*ACTIVITY*. Line count for the string "enumerate": state how many lines in the records below hold it, giving only the number.

*SOURCE MATERIAL*.
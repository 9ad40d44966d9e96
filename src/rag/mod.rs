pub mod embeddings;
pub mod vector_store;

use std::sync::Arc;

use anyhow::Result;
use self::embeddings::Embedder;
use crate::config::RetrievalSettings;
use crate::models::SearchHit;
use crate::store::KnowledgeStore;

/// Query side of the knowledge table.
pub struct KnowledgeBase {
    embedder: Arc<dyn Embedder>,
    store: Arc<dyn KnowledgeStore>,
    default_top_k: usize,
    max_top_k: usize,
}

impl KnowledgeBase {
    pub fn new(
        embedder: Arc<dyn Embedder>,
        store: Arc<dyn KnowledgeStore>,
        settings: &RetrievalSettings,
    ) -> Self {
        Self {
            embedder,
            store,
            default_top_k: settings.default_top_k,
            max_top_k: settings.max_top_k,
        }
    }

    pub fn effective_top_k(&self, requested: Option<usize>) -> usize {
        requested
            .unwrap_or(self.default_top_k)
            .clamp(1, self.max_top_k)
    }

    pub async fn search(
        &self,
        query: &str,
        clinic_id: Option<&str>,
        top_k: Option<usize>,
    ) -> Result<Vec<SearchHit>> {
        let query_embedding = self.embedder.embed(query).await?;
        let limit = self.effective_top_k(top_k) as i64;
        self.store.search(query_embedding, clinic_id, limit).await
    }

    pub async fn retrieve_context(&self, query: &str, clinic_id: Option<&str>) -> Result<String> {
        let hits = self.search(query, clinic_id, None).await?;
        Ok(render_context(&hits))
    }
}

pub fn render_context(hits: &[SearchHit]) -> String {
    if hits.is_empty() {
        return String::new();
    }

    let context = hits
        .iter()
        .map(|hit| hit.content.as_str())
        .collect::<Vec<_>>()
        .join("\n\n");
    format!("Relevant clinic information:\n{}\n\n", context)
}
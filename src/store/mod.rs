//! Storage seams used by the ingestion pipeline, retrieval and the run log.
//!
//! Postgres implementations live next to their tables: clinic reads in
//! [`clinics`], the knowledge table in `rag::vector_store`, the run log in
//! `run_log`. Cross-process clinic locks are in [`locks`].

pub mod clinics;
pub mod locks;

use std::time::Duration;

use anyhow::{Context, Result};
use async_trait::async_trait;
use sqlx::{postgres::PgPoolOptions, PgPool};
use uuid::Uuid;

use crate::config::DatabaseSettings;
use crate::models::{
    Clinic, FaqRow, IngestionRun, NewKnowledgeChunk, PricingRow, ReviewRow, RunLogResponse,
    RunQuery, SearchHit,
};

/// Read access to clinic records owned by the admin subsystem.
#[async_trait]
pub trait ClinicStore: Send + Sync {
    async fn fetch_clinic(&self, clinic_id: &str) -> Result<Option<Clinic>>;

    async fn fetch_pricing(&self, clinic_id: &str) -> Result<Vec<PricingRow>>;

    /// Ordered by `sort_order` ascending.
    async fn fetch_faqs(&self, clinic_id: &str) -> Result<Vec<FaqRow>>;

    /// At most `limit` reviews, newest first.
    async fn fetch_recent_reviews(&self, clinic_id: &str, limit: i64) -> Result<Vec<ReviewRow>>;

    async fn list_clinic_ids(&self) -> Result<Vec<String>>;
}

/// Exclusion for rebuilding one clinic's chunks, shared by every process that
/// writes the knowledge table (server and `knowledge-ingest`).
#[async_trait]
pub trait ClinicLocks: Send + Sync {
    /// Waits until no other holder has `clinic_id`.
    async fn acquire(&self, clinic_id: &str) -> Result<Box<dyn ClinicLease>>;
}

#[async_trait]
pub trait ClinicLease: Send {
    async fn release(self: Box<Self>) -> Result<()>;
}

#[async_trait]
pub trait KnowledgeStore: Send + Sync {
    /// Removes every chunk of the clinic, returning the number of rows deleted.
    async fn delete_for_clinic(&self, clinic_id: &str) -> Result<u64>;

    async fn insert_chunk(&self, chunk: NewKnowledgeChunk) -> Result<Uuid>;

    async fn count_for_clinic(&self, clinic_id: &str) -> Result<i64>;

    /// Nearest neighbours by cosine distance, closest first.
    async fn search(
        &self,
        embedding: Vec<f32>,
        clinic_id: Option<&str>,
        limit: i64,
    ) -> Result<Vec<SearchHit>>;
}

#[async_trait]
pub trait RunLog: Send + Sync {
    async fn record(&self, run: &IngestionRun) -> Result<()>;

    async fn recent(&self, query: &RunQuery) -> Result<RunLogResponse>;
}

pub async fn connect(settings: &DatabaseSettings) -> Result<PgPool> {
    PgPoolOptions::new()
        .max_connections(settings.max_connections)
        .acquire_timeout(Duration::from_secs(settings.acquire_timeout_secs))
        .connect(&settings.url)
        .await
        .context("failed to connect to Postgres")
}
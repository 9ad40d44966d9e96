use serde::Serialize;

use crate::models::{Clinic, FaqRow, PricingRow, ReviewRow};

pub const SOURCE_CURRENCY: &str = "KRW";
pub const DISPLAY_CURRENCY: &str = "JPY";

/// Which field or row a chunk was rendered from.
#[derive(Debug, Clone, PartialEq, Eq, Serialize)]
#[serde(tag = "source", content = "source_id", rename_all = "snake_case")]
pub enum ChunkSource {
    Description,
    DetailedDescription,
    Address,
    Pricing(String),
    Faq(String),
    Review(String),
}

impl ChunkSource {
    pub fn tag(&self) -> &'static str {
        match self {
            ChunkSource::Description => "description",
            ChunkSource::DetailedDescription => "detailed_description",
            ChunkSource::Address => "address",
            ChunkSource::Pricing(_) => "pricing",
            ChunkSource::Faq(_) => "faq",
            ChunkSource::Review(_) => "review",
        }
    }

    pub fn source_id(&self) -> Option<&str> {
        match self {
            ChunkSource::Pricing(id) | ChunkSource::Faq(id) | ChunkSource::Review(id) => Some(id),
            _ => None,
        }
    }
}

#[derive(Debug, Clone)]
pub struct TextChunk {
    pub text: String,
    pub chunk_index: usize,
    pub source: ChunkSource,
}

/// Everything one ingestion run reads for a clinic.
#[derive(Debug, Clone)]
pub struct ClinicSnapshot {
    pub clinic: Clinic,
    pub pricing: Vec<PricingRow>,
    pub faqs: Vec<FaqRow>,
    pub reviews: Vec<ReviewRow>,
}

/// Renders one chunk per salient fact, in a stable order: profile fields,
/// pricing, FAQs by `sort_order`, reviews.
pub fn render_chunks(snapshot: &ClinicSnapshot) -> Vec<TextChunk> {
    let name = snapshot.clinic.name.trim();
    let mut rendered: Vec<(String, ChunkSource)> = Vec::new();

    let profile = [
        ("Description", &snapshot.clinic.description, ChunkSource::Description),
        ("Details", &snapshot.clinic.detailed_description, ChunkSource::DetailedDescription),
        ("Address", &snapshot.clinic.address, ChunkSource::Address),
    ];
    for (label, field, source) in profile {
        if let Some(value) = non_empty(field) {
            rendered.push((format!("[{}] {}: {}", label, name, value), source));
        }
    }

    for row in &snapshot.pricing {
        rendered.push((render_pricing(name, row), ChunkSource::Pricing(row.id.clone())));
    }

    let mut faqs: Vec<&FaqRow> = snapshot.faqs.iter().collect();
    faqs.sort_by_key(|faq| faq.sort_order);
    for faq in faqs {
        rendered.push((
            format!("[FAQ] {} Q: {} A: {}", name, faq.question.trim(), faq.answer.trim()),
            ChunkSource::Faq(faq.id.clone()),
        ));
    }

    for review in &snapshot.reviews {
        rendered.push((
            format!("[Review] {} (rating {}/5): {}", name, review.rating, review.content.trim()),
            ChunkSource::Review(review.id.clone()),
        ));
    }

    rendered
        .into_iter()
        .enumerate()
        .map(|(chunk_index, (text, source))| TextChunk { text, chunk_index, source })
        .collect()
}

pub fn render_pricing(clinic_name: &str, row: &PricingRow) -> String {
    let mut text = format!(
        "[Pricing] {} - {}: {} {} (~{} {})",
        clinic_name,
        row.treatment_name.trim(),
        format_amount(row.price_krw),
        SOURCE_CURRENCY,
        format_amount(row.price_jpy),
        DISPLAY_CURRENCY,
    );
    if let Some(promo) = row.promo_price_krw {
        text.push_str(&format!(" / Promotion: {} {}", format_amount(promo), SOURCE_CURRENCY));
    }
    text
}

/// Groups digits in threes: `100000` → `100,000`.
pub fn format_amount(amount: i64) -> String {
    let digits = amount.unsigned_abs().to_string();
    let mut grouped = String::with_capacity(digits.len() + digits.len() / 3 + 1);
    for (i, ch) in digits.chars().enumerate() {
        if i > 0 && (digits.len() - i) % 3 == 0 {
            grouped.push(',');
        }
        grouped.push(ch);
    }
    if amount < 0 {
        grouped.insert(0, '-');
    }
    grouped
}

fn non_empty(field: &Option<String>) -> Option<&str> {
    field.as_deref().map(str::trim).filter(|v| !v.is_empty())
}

*RESULT FOR THIS TASK*. 2